Septuagesimae, 16. Februar 2014
Evangelische Gottesdienste sind wortlastig. Deshalb kommt diese Frage bei der Planung meist zuletzt: Und was singen wir? In 50 Jahren habe ich mich das ein paar tausend mal gefragt, manchmal unter arger Zeitnot. Da wäre ich ohne diesen Mann ganz schön aufgeschmissen gewesen. Denn vieles im Kirchengesangbuch enthält mir einfach zuviel dichterischen Süßstoff. Ich sage nur „Stille Nacht“! Oder da klirren allerlei geistliche Schwerter in angedeuteten heiligen Kriegen. Die Monarchie als Gottes- oder Jesusbild schmeckt mir auch nicht.
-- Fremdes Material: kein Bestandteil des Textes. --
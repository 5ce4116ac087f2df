use async_trait::async_trait;

use crate::error::EngineError;
use crate::record::{
    CommentRecord, HistoricActivityRecord, HistoricVariableRecord, TaskQuery, TaskRecord,
    VariableMap,
};

/// The contract the orchestration core consumes from a process-execution
/// engine.
///
/// The engine owns every case, task, history entry and variable. Callers
/// only read, and request mutations through [`ExecutionEngine::complete_task`]
/// and [`ExecutionEngine::add_comment`]; nothing is cached between calls.
///
/// ## Live vs. historic reads
///
/// `read_variable` / `read_variables` only see active cases. Once a case
/// terminates they fail with `EngineError::CaseNotFound`, and its final
/// values are only reachable through the `read_historic_*` methods.
///
/// ## Atomicity
///
/// `complete_task` is the sole commit point. It must apply the variable
/// delta and advance the case (create the next task or terminate) as one
/// unit, and must reject a second completion of the same task, either with
/// `TaskNotFound` or `ConcurrentModification`.
///
/// ## Thread Safety
///
/// Implementations must be `Send + Sync + 'static` to be used in axum
/// application state and across async task boundaries.
#[async_trait]
pub trait ExecutionEngine: Send + Sync + 'static {
    // ── Cases ────────────────────────────────────────────────────────────────

    /// Start a new case of the given definition with its initial variables.
    /// Returns the engine-assigned case id.
    async fn create_case(
        &self,
        definition_key: &str,
        variables: VariableMap,
    ) -> Result<String, EngineError>;

    /// Whether the case exists and has not terminated.
    async fn is_active(&self, case_id: &str) -> Result<bool, EngineError>;

    // ── Tasks ────────────────────────────────────────────────────────────────

    /// The single active task of a case, if any.
    async fn active_task(&self, case_id: &str) -> Result<Option<TaskRecord>, EngineError>;

    /// An active task by id, if it exists.
    async fn task(&self, task_id: &str) -> Result<Option<TaskRecord>, EngineError>;

    /// Active tasks matching the query, in no guaranteed order.
    async fn find_tasks(&self, query: &TaskQuery) -> Result<Vec<TaskRecord>, EngineError>;

    /// Complete a task, writing `variables` into its case, and advance the case.
    async fn complete_task(&self, task_id: &str, variables: VariableMap)
        -> Result<(), EngineError>;

    /// Attach a human comment to a task of a case. The case may already
    /// have ended; unknown cases fail with `CaseNotFound`.
    async fn add_comment(
        &self,
        case_id: &str,
        task_id: &str,
        author: &str,
        message: &str,
    ) -> Result<(), EngineError>;

    /// Every comment of a case, oldest first.
    async fn comments(&self, case_id: &str) -> Result<Vec<CommentRecord>, EngineError>;

    // ── Live variables ───────────────────────────────────────────────────────

    /// One live variable of an active case. `Ok(None)` if unset.
    async fn read_variable(
        &self,
        case_id: &str,
        name: &str,
    ) -> Result<Option<serde_json::Value>, EngineError>;

    /// The full live variable set of an active case.
    async fn read_variables(&self, case_id: &str) -> Result<VariableMap, EngineError>;

    // ── History ──────────────────────────────────────────────────────────────

    /// The last recorded value of a variable, whether or not the case is active.
    async fn read_historic_variable(
        &self,
        case_id: &str,
        name: &str,
    ) -> Result<Option<serde_json::Value>, EngineError>;

    /// Every recorded variable write of a case, in write order.
    async fn read_historic_variables(
        &self,
        case_id: &str,
    ) -> Result<Vec<HistoricVariableRecord>, EngineError>;

    /// Every activity instance of a case, ordered by start time ascending.
    async fn read_historic_activities(
        &self,
        case_id: &str,
    ) -> Result<Vec<HistoricActivityRecord>, EngineError>;
}

/// Engine-side lifecycle notifications.
///
/// Called synchronously from inside the engine after the corresponding
/// change is committed. Implementations must not call back into the engine.
pub trait EngineListener: Send + Sync {
    fn process_started(&self, _case_id: &str, _definition_key: &str) {}

    fn process_ended(&self, _case_id: &str, _end_activity_id: &str) {}

    fn task_created(&self, _task: &TaskRecord) {}

    fn task_completed(&self, _task: &TaskRecord) {}
}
Ja, wäre da nicht dieser Mann: Paul Gerhardt, 1607-1676, noch Zeitgenosse des Dreißigjährigen Krieges, dem als Trauma für Generationen erst die Weltkriege des 20. Jahrhunderts gleich kamen. Im Gesangbuch etwa auf dem Tabellenplatz, den Geheimrat von Goethe in der deutschen Gesamtliteratur einnimmt. Nur, dass meine Liebe zu dem Werk des Gastwirtssohnes mit der eher bescheidenen Theologenkarriere spontan ist, anders als im Fall des „Dichterfürsten“.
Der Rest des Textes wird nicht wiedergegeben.